(Stored items)

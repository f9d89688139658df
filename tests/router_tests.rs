use std::sync::atomic::{AtomicBool, Ordering};
use std::sync::{Arc, Mutex};

use http::Method;
use portico::{callback, App, HttpRequest, Payload};

mod tracing_util;
use tracing_util::TestTracing;

fn flag() -> (Arc<AtomicBool>, Arc<AtomicBool>) {
    (Arc::new(AtomicBool::new(false)), Arc::new(AtomicBool::new(false)))
}

#[test]
fn first_registered_route_wins_on_overlap() {
    let _tracing = TestTracing::init();
    let (hit_first, hit_second) = flag();

    let mut app = App::new();
    let f = hit_first.clone();
    app.route(
        "/items/:id",
        [callback(move |ctx| {
            f.store(true, Ordering::SeqCst);
            ctx.response.body = Payload::Text("specific".into());
            Ok(())
        })],
    );
    let s = hit_second.clone();
    app.route(
        "*",
        [callback(move |ctx| {
            s.store(true, Ordering::SeqCst);
            ctx.response.body = Payload::Text("fallback".into());
            Ok(())
        })],
    );

    let res = app
        .handle(HttpRequest::new(Method::GET, "/items/7"))
        .unwrap();
    assert_eq!(res.body, Payload::Text("specific".into()));
    assert!(hit_first.load(Ordering::SeqCst));
    assert!(!hit_second.load(Ordering::SeqCst));
}

#[test]
fn no_fallthrough_even_when_first_chain_never_advances() {
    let _tracing = TestTracing::init();
    let (hit_first, hit_second) = flag();

    let mut app = App::new();
    let f = hit_first.clone();
    // registered first, matches everything, never calls next
    app.route(
        "*",
        [callback(move |_ctx| {
            f.store(true, Ordering::SeqCst);
            Ok(())
        })],
    );
    let s = hit_second.clone();
    app.route(
        "/x",
        [callback(move |_ctx| {
            s.store(true, Ordering::SeqCst);
            Ok(())
        })],
    );

    let _res = app.handle(HttpRequest::new(Method::GET, "/x")).unwrap();
    assert!(hit_first.load(Ordering::SeqCst));
    assert!(!hit_second.load(Ordering::SeqCst));
}

#[test]
fn same_template_appends_to_one_route() {
    let _tracing = TestTracing::init();
    let order: Arc<Mutex<Vec<&'static str>>> = Arc::new(Mutex::new(Vec::new()));

    let mut app = App::new();
    let o = order.clone();
    app.route(
        "/x",
        [callback(move |ctx| {
            o.lock().unwrap().push("a");
            ctx.next()
        })],
    );
    let o = order.clone();
    app.route(
        "/x",
        [callback(move |_ctx| {
            o.lock().unwrap().push("b");
            Ok(())
        })],
    );

    assert_eq!(app.routes().len(), 1);
    let _res = app.handle(HttpRequest::new(Method::GET, "/x")).unwrap();
    assert_eq!(*order.lock().unwrap(), vec!["a", "b"]);
}

#[test]
fn named_params_reach_the_chain() {
    let _tracing = TestTracing::init();
    let mut app = App::new();
    app.route(
        "/threads/:thread_id/posts/:post_id",
        [callback(|ctx| {
            let thread = ctx.match_result.param("thread_id").unwrap_or("").to_string();
            let post = ctx.match_result.param("post_id").unwrap_or("").to_string();
            ctx.response.body = Payload::Text(format!("{thread}/{post}"));
            Ok(())
        })],
    );

    let res = app
        .handle(HttpRequest::new(Method::GET, "/threads/12/posts/34"))
        .unwrap();
    assert_eq!(res.body, Payload::Text("12/34".into()));
}

#[test]
fn wildcard_capture_reaches_the_chain() {
    let _tracing = TestTracing::init();
    let mut app = App::new();
    app.route(
        "/static/*",
        [callback(|ctx| {
            let rest = ctx.match_result.wildcard.clone().unwrap_or_default();
            ctx.response.body = Payload::Text(rest);
            Ok(())
        })],
    );

    let res = app
        .handle(HttpRequest::new(Method::GET, "/static/css/site.css"))
        .unwrap();
    assert_eq!(res.body, Payload::Text("css/site.css".into()));
}

#[test]
fn no_match_yields_default_empty_response() {
    let _tracing = TestTracing::init();
    let (hit, _) = flag();

    let mut app = App::new();
    let h = hit.clone();
    app.route(
        "/only",
        [callback(move |_ctx| {
            h.store(true, Ordering::SeqCst);
            Ok(())
        })],
    );

    let res = app
        .handle(HttpRequest::new(Method::GET, "/elsewhere"))
        .unwrap();
    assert_eq!(res.status, 200);
    assert_eq!(res.reason, "OK");
    assert!(res.headers.is_empty());
    assert_eq!(res.body, Payload::None);
    assert!(!hit.load(Ordering::SeqCst));
}

#[test]
fn exact_template_string_required_to_coalesce() {
    let _tracing = TestTracing::init();
    let mut app = App::new();
    app.route(
        "/x",
        [callback(|ctx| {
            ctx.response.body = Payload::Text("bare".into());
            Ok(())
        })],
    );
    app.route(
        "/x/",
        [callback(|ctx| {
            ctx.response.body = Payload::Text("slashed".into());
            Ok(())
        })],
    );
    assert_eq!(app.routes().len(), 2);

    // the two templates are distinct routes with distinct match behavior
    let res = app.handle(HttpRequest::new(Method::GET, "/x")).unwrap();
    assert_eq!(res.body, Payload::Text("bare".into()));
    let res = app.handle(HttpRequest::new(Method::GET, "/x/")).unwrap();
    assert_eq!(res.body, Payload::Text("slashed".into()));
}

◆ **WHAT YOU NEED TO DO**: Restate the records word for word, keeping every line.

◆ **RESPONSE BELOW**:
repository f9d89688139658df
filename tests/router_tests.rs
use std::sync::atomic::{AtomicBool, Ordering};
use std::sync::{Arc, Mutex};

use http::Method;
use portico::{callback, App, HttpRequest, Payload};

mod tracing_util;
use tracing_util::TestTracing;

fn flag() -> (Arc<AtomicBool>, Arc<AtomicBool>) {
    (Arc::new(AtomicBool::new(false)), Arc::new(AtomicBool::new(false)))
}

#[test]
fn first_registered_route_wins_on_overlap() {
    let _tracing = TestTracing::init();
    let (hit_first, hit_second) = flag();

    let mut app = App::new();
    let f = hit_first.clone();
    app.route(
        "/items/:id",
        [callback(move |ctx| {
            f.store(true, Ordering::SeqCst);
            ctx.response.body = Payload::Text("specific".into());
            Ok(())
        })],
    );
    let s = hit_second.clone();
    app.route(
        "*",
        [callback(move |ctx| {
            s.store(true, Ordering::SeqCst);
            ctx.response.body = Payload::Text("fallback".into());
            Ok(())
        })],
    );

    let res = app
        .handle(HttpRequest::new(Method::GET, "/items/7"))
        .unwrap();
    assert_eq!(res.body, Payload::Text("specific".into()));
    assert!(hit_first.load(Ordering::SeqCst));
    assert!(!hit_second.load(Ordering::SeqCst));
}

#[test]
fn no_fallthrough_even_when_first_chain_never_advances() {
    let _tracing = TestTracing::init();
    let (hit_first, hit_second) = flag();

    let mut app = App::new();
    let f = hit_first.clone();
    // registered first, matches everything, never calls next
    app.route(
        "*",
        [callback(move |_ctx| {
            f.store(true, Ordering::SeqCst);
            Ok(())
        })],
    );
    let s = hit_second.clone();
    app.route(
        "/x",
        [callback(move |_ctx| {
            s.store(true, Ordering::SeqCst);
            Ok(())
        })],
    );

    let _res = app.handle(HttpRequest::new(Method::GET, "/x")).unwrap();
    assert!(hit_first.load(Ordering::SeqCst));
    assert!(!hit_second.load(Ordering::SeqCst));
}

#[test]
fn same_template_appends_to_one_route() {
    let _tracing = TestTracing::init();
    let order: Arc<Mutex<Vec<&'static str>>> = Arc::new(Mutex::new(Vec::new()));

    let mut app = App::new();
    let o = order.clone();
    app.route(
        "/x",
        [callback(move |ctx| {
            o.lock().unwrap().push("a");
            ctx.next()
        })],
    );
    let o = order.clone();
    app.route(
        "/x",
        [callback(move |_ctx| {
            o.lock().unwrap().push("b");
            Ok(())
        })],
    );

    assert_eq!(app.routes().len(), 1);
    let _res = app.handle(HttpRequest::new(Method::GET, "/x")).unwrap();
    assert_eq!(*order.lock().unwrap(), vec!["a", "b"]);
}

#[test]
fn named_params_reach_the_chain() {
    let _tracing = TestTracing::init();
    let mut app = App::new();
    app.route(
        "/threads/:thread_id/posts/:post_id",
        [callback(|ctx| {
            let thread = ctx.match_result.param("thread_id").unwrap_or("").to_string();
            let post = ctx.match_result.param("post_id").unwrap_or("").to_string();
            ctx.response.body = Payload::Text(format!("{thread}/{post}"));
            Ok(())
        })],
    );

    let res = app
        .handle(HttpRequest::new(Method::GET, "/threads/12/posts/34"))
        .unwrap();
    assert_eq!(res.body, Payload::Text("12/34".into()));
}

#[test]
fn wildcard_capture_reaches_the_chain() {
    let _tracing = TestTracing::init();
    let mut app = App::new();
    app.route(
        "/static/*",
        [callback(|ctx| {
            let rest = ctx.match_result.wildcard.clone().unwrap_or_default();
            ctx.response.body = Payload::Text(rest);
            Ok(())
        })],
    );

    let res = app
        .handle(HttpRequest::new(Method::GET, "/static/css/site.css"))
        .unwrap();
    assert_eq!(res.body, Payload::Text("css/site.css".into()));
}

#[test]
fn no_match_yields_default_empty_response() {
    let _tracing = TestTracing::init();
    let (hit, _) = flag();

    let mut app = App::new();
    let h = hit.clone();
    app.route(
        "/only",
        [callback(move |_ctx| {
            h.store(true, Ordering::SeqCst);
            Ok(())
        })],
    );

    let res = app
        .handle(HttpRequest::new(Method::GET, "/elsewhere"))
        .unwrap();
    assert_eq!(res.status, 200);
    assert_eq!(res.reason, "OK");
    assert!(res.headers.is_empty());
    assert_eq!(res.body, Payload::None);
    assert!(!hit.load(Ordering::SeqCst));
}

#[test]
fn exact_template_string_required_to_coalesce() {
    let _tracing = TestTracing::init();
    let mut app = App::new();
    app.route(
        "/x",
        [callback(|ctx| {
            ctx.response.body = Payload::Text("bare".into());
            Ok(())
        })],
    );
    app.route(
        "/x/",
        [callback(|ctx| {
            ctx.response.body = Payload::Text("slashed".into());
            Ok(())
        })],
    );
    assert_eq!(app.routes().len(), 2);

    // the two templates are distinct routes with distinct match behavior
    let res = app.handle(HttpRequest::new(Method::GET, "/x")).unwrap();
    assert_eq!(res.body, Payload::Text("bare".into()));
    let res = app.handle(HttpRequest::new(Method::GET, "/x/")).unwrap();
    assert_eq!(res.body, Payload::Text("slashed".into()));
}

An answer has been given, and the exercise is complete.